INSTRUCTIONS TO FOLLOW:
Report how many lines of the entries below contain the word "lock", and nothing more.

ENTRIES SHOWN:

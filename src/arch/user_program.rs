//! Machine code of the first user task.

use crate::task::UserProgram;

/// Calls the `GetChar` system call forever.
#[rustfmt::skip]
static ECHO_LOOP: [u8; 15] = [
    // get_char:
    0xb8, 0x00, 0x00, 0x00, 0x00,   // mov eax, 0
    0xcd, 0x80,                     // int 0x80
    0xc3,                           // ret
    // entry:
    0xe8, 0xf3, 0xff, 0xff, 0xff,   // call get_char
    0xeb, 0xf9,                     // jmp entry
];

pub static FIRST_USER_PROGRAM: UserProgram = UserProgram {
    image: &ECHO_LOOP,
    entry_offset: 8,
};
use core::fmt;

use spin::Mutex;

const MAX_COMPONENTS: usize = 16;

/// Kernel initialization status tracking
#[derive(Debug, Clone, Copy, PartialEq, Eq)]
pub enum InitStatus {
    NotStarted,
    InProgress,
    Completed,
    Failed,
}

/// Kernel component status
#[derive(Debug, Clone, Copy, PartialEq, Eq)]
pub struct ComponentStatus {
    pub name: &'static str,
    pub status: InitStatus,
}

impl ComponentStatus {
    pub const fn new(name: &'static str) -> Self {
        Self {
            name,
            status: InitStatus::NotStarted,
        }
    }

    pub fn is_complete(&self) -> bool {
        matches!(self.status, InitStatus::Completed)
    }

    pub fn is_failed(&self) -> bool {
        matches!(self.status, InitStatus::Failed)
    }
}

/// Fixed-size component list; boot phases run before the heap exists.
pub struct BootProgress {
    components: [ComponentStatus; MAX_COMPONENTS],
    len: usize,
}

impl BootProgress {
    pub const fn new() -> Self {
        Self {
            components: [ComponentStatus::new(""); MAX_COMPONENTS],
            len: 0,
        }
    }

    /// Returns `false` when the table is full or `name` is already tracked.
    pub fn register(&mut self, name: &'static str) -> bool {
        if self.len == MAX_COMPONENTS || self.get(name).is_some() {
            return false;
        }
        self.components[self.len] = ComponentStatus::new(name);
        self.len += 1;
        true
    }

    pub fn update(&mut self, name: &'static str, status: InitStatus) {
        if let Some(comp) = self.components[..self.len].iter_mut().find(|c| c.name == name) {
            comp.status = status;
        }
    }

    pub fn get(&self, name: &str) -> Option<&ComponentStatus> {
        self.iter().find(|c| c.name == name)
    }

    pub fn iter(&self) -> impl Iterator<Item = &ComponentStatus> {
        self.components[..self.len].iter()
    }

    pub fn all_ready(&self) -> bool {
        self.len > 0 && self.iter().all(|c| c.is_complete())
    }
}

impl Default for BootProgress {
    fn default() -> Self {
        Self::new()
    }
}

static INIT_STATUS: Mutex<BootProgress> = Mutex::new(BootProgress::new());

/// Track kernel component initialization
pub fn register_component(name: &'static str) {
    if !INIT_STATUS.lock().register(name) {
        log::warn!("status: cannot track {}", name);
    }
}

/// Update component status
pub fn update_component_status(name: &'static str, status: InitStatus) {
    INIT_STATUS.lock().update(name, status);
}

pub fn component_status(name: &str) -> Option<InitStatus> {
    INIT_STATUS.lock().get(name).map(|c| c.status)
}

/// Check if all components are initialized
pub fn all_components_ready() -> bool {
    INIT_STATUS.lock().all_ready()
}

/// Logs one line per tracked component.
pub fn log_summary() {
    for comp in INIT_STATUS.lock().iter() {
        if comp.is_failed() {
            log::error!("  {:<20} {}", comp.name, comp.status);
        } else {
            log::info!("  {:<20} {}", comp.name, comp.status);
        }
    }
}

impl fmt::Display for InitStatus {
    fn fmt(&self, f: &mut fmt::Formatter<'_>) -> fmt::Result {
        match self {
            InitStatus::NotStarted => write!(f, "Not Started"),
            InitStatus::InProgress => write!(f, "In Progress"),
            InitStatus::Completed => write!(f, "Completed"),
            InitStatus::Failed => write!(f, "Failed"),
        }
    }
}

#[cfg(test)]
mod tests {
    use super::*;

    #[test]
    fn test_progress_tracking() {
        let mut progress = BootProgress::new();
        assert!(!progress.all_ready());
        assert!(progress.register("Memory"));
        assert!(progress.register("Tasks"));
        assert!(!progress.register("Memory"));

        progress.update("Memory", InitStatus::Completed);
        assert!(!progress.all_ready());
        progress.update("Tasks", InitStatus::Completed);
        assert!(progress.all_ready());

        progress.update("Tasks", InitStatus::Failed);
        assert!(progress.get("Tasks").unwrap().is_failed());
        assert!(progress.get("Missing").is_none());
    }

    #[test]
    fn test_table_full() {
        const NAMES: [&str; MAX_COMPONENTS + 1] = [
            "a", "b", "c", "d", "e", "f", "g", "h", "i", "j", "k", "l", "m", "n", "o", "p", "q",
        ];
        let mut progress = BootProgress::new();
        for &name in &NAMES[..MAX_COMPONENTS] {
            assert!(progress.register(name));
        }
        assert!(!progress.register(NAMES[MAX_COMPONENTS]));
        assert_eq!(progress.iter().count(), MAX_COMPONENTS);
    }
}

SOLUTION TO THIS TASK:
5